Texto integral (1234 palavras)
ACÓRDÃO N.º 1211/2025
Processo n.º 1293/25
Aos vinte e três de dezembro do ano de
dois mil e vinte e cinco, no Palácio Ratton, sede do Tribunal, reuniu a
terceira secção do Tribunal Constitucional, sob a presidência do Excelentíssimo
Juiz Conselheiro José João Abrantes, com a presença dos Excelentíssimos Juízes
Conselheiros Joana Fernandes Costa, Carlos Medeiros de Carvalho e Afonso
Patrão, para se pronunciar sobre a admissão das candidaturas apresentadas à
eleição do Presidente da República, a realizar no dia 18 de janeiro de 2026,
conforme o Decreto do Presidente da República n.º 105-A/2025, de 30 de outubro.
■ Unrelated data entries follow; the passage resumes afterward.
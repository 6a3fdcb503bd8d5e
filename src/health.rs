//! Per-source health tracking
//!
//! Lets a presentation layer distinguish "no errors seen" from "pipeline
//! degraded": each tail source reports its last successful read and whether
//! it has exhausted its reopen attempts.

use crate::events::{SourceId, Timestamp};
use std::sync::Mutex;

/// Health state of one watched source
#[derive(Debug, Clone, Copy, PartialEq, Eq)]
pub enum SourceState {
    /// Watching and reading normally
    Active,
    /// Reopen attempts exhausted; retrying on a slow cadence
    Degraded,
}

impl SourceState {
    pub fn is_degraded(self) -> bool {
        self == SourceState::Degraded
    }
}

/// Health record for one watched source
#[derive(Debug, Clone)]
pub struct SourceHealth {
    pub path: String,
    pub state: SourceState,
    /// Last time bytes were successfully read (or the source was opened)
    pub last_read_at: Option<Timestamp>,
    /// Consecutive failed reopen attempts
    pub reopen_failures: u32,
}

/// Registry of source health records, shared between tail tasks and readers
#[derive(Debug)]
pub struct HealthRegistry {
    sources: Mutex<Vec<SourceHealth>>,
}

impl HealthRegistry {
    pub fn new(paths: &[String]) -> Self {
        let sources = paths
            .iter()
            .map(|path| SourceHealth {
                path: path.clone(),
                state: SourceState::Active,
                last_read_at: None,
                reopen_failures: 0,
            })
            .collect();
        Self {
            sources: Mutex::new(sources),
        }
    }

    /// Record a successful read; clears any degraded state
    pub fn record_read(&self, source_id: SourceId, at: Timestamp) {
        let mut sources = self.sources.lock().unwrap();
        if let Some(source) = sources.get_mut(source_id) {
            source.last_read_at = Some(at);
            source.state = SourceState::Active;
            source.reopen_failures = 0;
        }
    }

    /// Record a failed reopen attempt; marks the source degraded once the
    /// attempt budget is exhausted
    pub fn record_reopen_failure(&self, source_id: SourceId, max_attempts: u32) {
        let mut sources = self.sources.lock().unwrap();
        if let Some(source) = sources.get_mut(source_id) {
            source.reopen_failures = source.reopen_failures.saturating_add(1);
            if source.reopen_failures >= max_attempts {
                source.state = SourceState::Degraded;
            }
        }
    }

    /// Copy of all health records
    pub fn snapshot(&self) -> Vec<SourceHealth> {
        self.sources.lock().unwrap().clone()
    }
}
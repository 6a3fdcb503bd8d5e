/// Error types for the log sentinel
pub mod error;

/// Core event and classification types
pub mod events;

/// Log sources: file tailers and the traffic simulator
pub mod collectors;

/// Line classification: structured fast path and keyword patterns
pub mod classifier;

/// Live statistics: counters and the sample ring
pub mod aggregator;

/// Alert rules and webhook notification delivery
pub mod alerts;

/// Per-source health tracking
pub mod health;

/// Configuration management
pub mod config;

// Re-export commonly used types
pub use error::{AlertError, ConfigError, TailError};
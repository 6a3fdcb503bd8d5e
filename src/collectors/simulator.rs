//! Synthetic line generator for demonstrations
//!
//! Bypasses the file tailer and feeds the classifier directly: mostly
//! healthy INFO lines with periodic plain-text panics and structured JSON
//! error records mixed in. Any producer of `RawLine` satisfies the rest of
//! the pipeline, and this is the simplest one.

use crate::events::RawLine;
use chrono::Utc;
use log::info;
use std::time::Duration;
use tokio::sync::{mpsc, watch};

/// Lines emitted between short pauses, to keep the rate high but bounded
const BURST_SIZE: u64 = 100;

/// Synthetic RawLine producer
pub struct Simulator {
    output: mpsc::Sender<RawLine>,
    shutdown: watch::Receiver<bool>,
}

impl Simulator {
    pub fn new(output: mpsc::Sender<RawLine>, shutdown: watch::Receiver<bool>) -> Self {
        Self { output, shutdown }
    }

    /// Generate the line with the given sequence number
    fn generate(seq: u64) -> String {
        if seq % 500 == 0 && seq > 0 {
            format!("panic!: Kernel panic at worker.rs:{}", seq)
        } else if seq % 700 == 0 && seq > 0 {
            format!(
                "{{\"level\": \"error\", \"service\": \"simulator\", \"msg\": \"Critical usage {}\"}}",
                seq
            )
        } else {
            format!("[INFO] System healthy {}", seq)
        }
    }

    /// Run until shutdown, producing lines at a steady high rate
    pub async fn run(mut self) {
        info!("Simulator started");
        let mut seq = 0u64;

        loop {
            for _ in 0..BURST_SIZE {
                let line = RawLine {
                    source_id: 0,
                    seq,
                    text: Self::generate(seq),
                    observed_at: Utc::now(),
                };
                seq += 1;
                if self.output.send(line).await.is_err() {
                    return;
                }
            }

            tokio::select! {
                _ = self.shutdown.changed() => break,
                _ = tokio::time::sleep(Duration::from_millis(1)) => {}
            }
        }

        info!("Simulator stopped after {} lines", seq);
    }
}
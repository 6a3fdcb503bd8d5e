//! Core event types for the log-monitoring pipeline
//!
//! This module defines the data structures that flow between the tail
//! sources, the classifier, the aggregator and the alert engine.

use chrono::{DateTime, Utc};
use serde::{Deserialize, Serialize};

/// Timestamp type for consistent time handling across the application
pub type Timestamp = DateTime<Utc>;

/// Identifier of a watched line source (index into the configured file list)
pub type SourceId = usize;

/// A single complete line read from a watched file
///
/// Produced by a `TailSource` (or the simulator) and consumed exactly once
/// by the classifier. Lines are complete: the trailing newline has been
/// stripped and partial writes are never emitted.
#[derive(Debug, Clone, PartialEq)]
pub struct RawLine {
    /// Which watched source produced this line
    pub source_id: SourceId,
    /// Per-source sequence number, strictly increasing
    pub seq: u64,
    /// Line content without the trailing newline
    pub text: String,
    /// When the tail source observed the line
    pub observed_at: Timestamp,
}

/// Severity tier assigned to a classified line
///
/// Ordered so that the highest severity among multiple matches wins.
#[derive(Debug, Clone, Copy, Serialize, Deserialize, PartialEq, Eq, Hash, PartialOrd, Ord)]
#[serde(rename_all = "lowercase")]
pub enum Severity {
    /// Normal line, no action required
    Info,
    /// Warning that may require attention
    Warning,
    /// Error-level line
    Error,
    /// Panic/fatal tier indicating a serious failure
    Panic,
}

impl Severity {
    /// Whether this severity counts toward the error-rate statistics
    pub fn is_error(self) -> bool {
        self >= Severity::Error
    }
}

/// Fields extracted when a line decoded as a structured (JSON) record
#[derive(Debug, Clone, Serialize, Deserialize, PartialEq)]
pub struct StructuredFields {
    /// Raw value of the level/severity field
    pub level: String,
    /// Value of the service field, when present
    pub service: Option<String>,
}

/// Result of classifying one raw line
///
/// Derived purely from the line text; carries no reference to external state.
#[derive(Debug, Clone, PartialEq)]
pub struct Classification {
    /// Severity tier of the line
    pub severity: Severity,
    /// Name of the first configured rule that matched, if any
    pub matched_rule: Option<String>,
    /// Structured fields when the line parsed as a JSON record
    pub fields: Option<StructuredFields>,
    /// When the underlying line was observed
    pub observed_at: Timestamp,
}

/// One entry in the sparkline ring buffer
///
/// Written once per aggregation tick; deltas are relative to the previous
/// tick's counter values.
#[derive(Debug, Clone, Copy, Serialize, PartialEq)]
pub struct Sample {
    /// When this tick was taken
    pub timestamp: Timestamp,
    /// Error-severity lines observed since the previous tick
    pub error_delta: u64,
    /// Total lines observed since the previous tick
    pub total_delta: u64,
}

/// Outbound alert constructed by the alert engine
#[derive(Debug, Clone, Serialize, PartialEq)]
pub struct Notification {
    /// Name of the rule that fired
    pub rule_name: String,
    /// Matches counted when the threshold was reached
    pub trigger_count: u64,
    /// Evaluation window in seconds, if the rule has one
    pub window_secs: Option<u64>,
    /// When the rule fired
    pub timestamp: Timestamp,
    /// Human-readable summary (includes the triggering line)
    pub message: String,
}
//! Statistics aggregator with a bounded sample ring
//!
//! Owns the live counters and the fixed-capacity rolling history used for
//! the sparkline. Counters are increment-only atomics so the record path is
//! lock-free; the sample ring has exactly one writer (`tick`) and is read by
//! copying, so `snapshot` never blocks a concurrent `record`.

use crate::events::{Classification, Sample, Severity, Timestamp};
use std::collections::VecDeque;
use std::sync::atomic::{AtomicU64, Ordering};
use std::sync::{Mutex, RwLock};

/// Default number of samples kept for the sparkline window
pub const DEFAULT_SAMPLE_CAPACITY: usize = 100;

/// Totals per severity class at a point in time
///
/// Values are read individually with relaxed ordering; slight skew across
/// counters is acceptable because no invariant spans two of them.
#[derive(Debug, Clone, Copy, Default, PartialEq)]
pub struct Totals {
    pub lines: u64,
    pub info: u64,
    pub warning: u64,
    pub error: u64,
    pub panic: u64,
}

impl Totals {
    /// Lines in the error tier (error + panic)
    pub fn errors(&self) -> u64 {
        self.error.saturating_add(self.panic)
    }
}

/// Read-only view of the aggregator state
#[derive(Debug, Clone)]
pub struct StatsSnapshot {
    pub started_at: Timestamp,
    pub totals: Totals,
    /// Per-rule match counts in configuration order
    pub rule_counts: Vec<(String, u64)>,
    /// Sparkline samples, oldest first
    pub samples: Vec<Sample>,
}

/// State carried between ticks, touched only by the tick writer
#[derive(Debug, Default)]
struct TickState {
    prev_total: u64,
    prev_errors: u64,
}

/// Aggregator for classified events
pub struct StatsAggregator {
    started_at: Timestamp,
    total_lines: AtomicU64,
    info: AtomicU64,
    warning: AtomicU64,
    error: AtomicU64,
    panic: AtomicU64,
    /// Match counters parallel to `rule_names`
    rule_counts: Vec<AtomicU64>,
    rule_names: Vec<String>,
    /// Sample ring; written only by `tick`, read by copy in `snapshot`
    samples: RwLock<VecDeque<Sample>>,
    sample_capacity: usize,
    tick_state: Mutex<TickState>,
}

/// Saturating increment; counters must never wrap back to a smaller value,
/// otherwise tick deltas would underflow.
fn saturating_inc(counter: &AtomicU64) {
    let _ = counter.fetch_update(Ordering::Relaxed, Ordering::Relaxed, |v| {
        Some(v.saturating_add(1))
    });
}

impl StatsAggregator {
    /// Create an aggregator tracking the given rules, with a sample ring of
    /// the given capacity
    pub fn new(rule_names: Vec<String>, sample_capacity: usize, started_at: Timestamp) -> Self {
        let rule_counts = rule_names.iter().map(|_| AtomicU64::new(0)).collect();
        Self {
            started_at,
            total_lines: AtomicU64::new(0),
            info: AtomicU64::new(0),
            warning: AtomicU64::new(0),
            error: AtomicU64::new(0),
            panic: AtomicU64::new(0),
            rule_counts,
            rule_names,
            samples: RwLock::new(VecDeque::with_capacity(sample_capacity)),
            sample_capacity,
            tick_state: Mutex::new(TickState::default()),
        }
    }

    /// Record one classified event
    ///
    /// Safe to call concurrently from any task; touches atomics only.
    pub fn record(&self, classification: &Classification) {
        saturating_inc(&self.total_lines);
        let counter = match classification.severity {
            Severity::Info => &self.info,
            Severity::Warning => &self.warning,
            Severity::Error => &self.error,
            Severity::Panic => &self.panic,
        };
        saturating_inc(counter);

        if let Some(rule_name) = &classification.matched_rule {
            if let Some(idx) = self.rule_names.iter().position(|n| n == rule_name) {
                saturating_inc(&self.rule_counts[idx]);
            }
        }
    }

    /// Take one sampling tick
    ///
    /// Computes the delta of the total and error counters since the previous
    /// tick and appends it to the sample ring, evicting the oldest entry when
    /// the ring is full. Deltas are well-defined because the counters are
    /// monotonically non-decreasing. Single-writer: only the aggregation task
    /// calls this.
    pub fn tick(&self, now: Timestamp) {
        let totals = self.totals();
        let errors = totals.errors();

        let (total_delta, error_delta) = {
            let mut state = self.tick_state.lock().unwrap();
            let deltas = (
                totals.lines.saturating_sub(state.prev_total),
                errors.saturating_sub(state.prev_errors),
            );
            state.prev_total = totals.lines;
            state.prev_errors = errors;
            deltas
        };

        let mut samples = self.samples.write().unwrap();
        samples.push_back(Sample {
            timestamp: now,
            error_delta,
            total_delta,
        });
        while samples.len() > self.sample_capacity {
            samples.pop_front();
        }
    }

    /// Current totals per severity
    pub fn totals(&self) -> Totals {
        Totals {
            lines: self.total_lines.load(Ordering::Relaxed),
            info: self.info.load(Ordering::Relaxed),
            warning: self.warning.load(Ordering::Relaxed),
            error: self.error.load(Ordering::Relaxed),
            panic: self.panic.load(Ordering::Relaxed),
        }
    }

    /// Match count for a rule by name
    pub fn rule_count(&self, name: &str) -> Option<u64> {
        self.rule_names
            .iter()
            .position(|n| n == name)
            .map(|idx| self.rule_counts[idx].load(Ordering::Relaxed))
    }

    /// Read-only snapshot of totals and the sample ring
    pub fn snapshot(&self) -> StatsSnapshot {
        let rule_counts = self
            .rule_names
            .iter()
            .zip(&self.rule_counts)
            .map(|(name, count)| (name.clone(), count.load(Ordering::Relaxed)))
            .collect();

        let samples = self.samples.read().unwrap().iter().copied().collect();

        StatsSnapshot {
            started_at: self.started_at,
            totals: self.totals(),
            rule_counts,
            samples,
        }
    }
}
Finda a apreciação, foi pelo
Excelentíssimo Juiz Conselheiro Presidente ditado o seguinte:
1. Foram sucessivamente apresentadas no Tribunal
Constitucional, até 18 de dezembro de 2025 – último dia do prazo fixado para o
efeito, ou seja, trinta dias antes da data prevista para a realização do ato
eleitoral –, as candidaturas a Presidente da República, com vista à eleição a
realizar na data supramencionada, dos seguintes cidadãos, identificados no
Acórdão n.º 1209/2025, desta mesma secção, de 19 do corrente: João Fernando
Cotrim de Figueiredo, Manuel João Gonçalves Rodrigues Vieira, Humberto
Raimundo Joaquim Correia, António Filipe Gaião Rodrigues, Catarina
Soares Martins, Henrique Eduardo Passaláqua de Gouveia e Melo, André
Claro Amaral Ventura, António José Martins Seguro, André Pestana
da Silva, Luís Manuel Gonçalves Marques Mendes, Eduardo Jorge
Costa Pinto, José António de Jesus Cardoso, Joana Beatriz Nunes
Vicente Amaral Dias Terrinca e Luís Ricardo Moreira de Sousa.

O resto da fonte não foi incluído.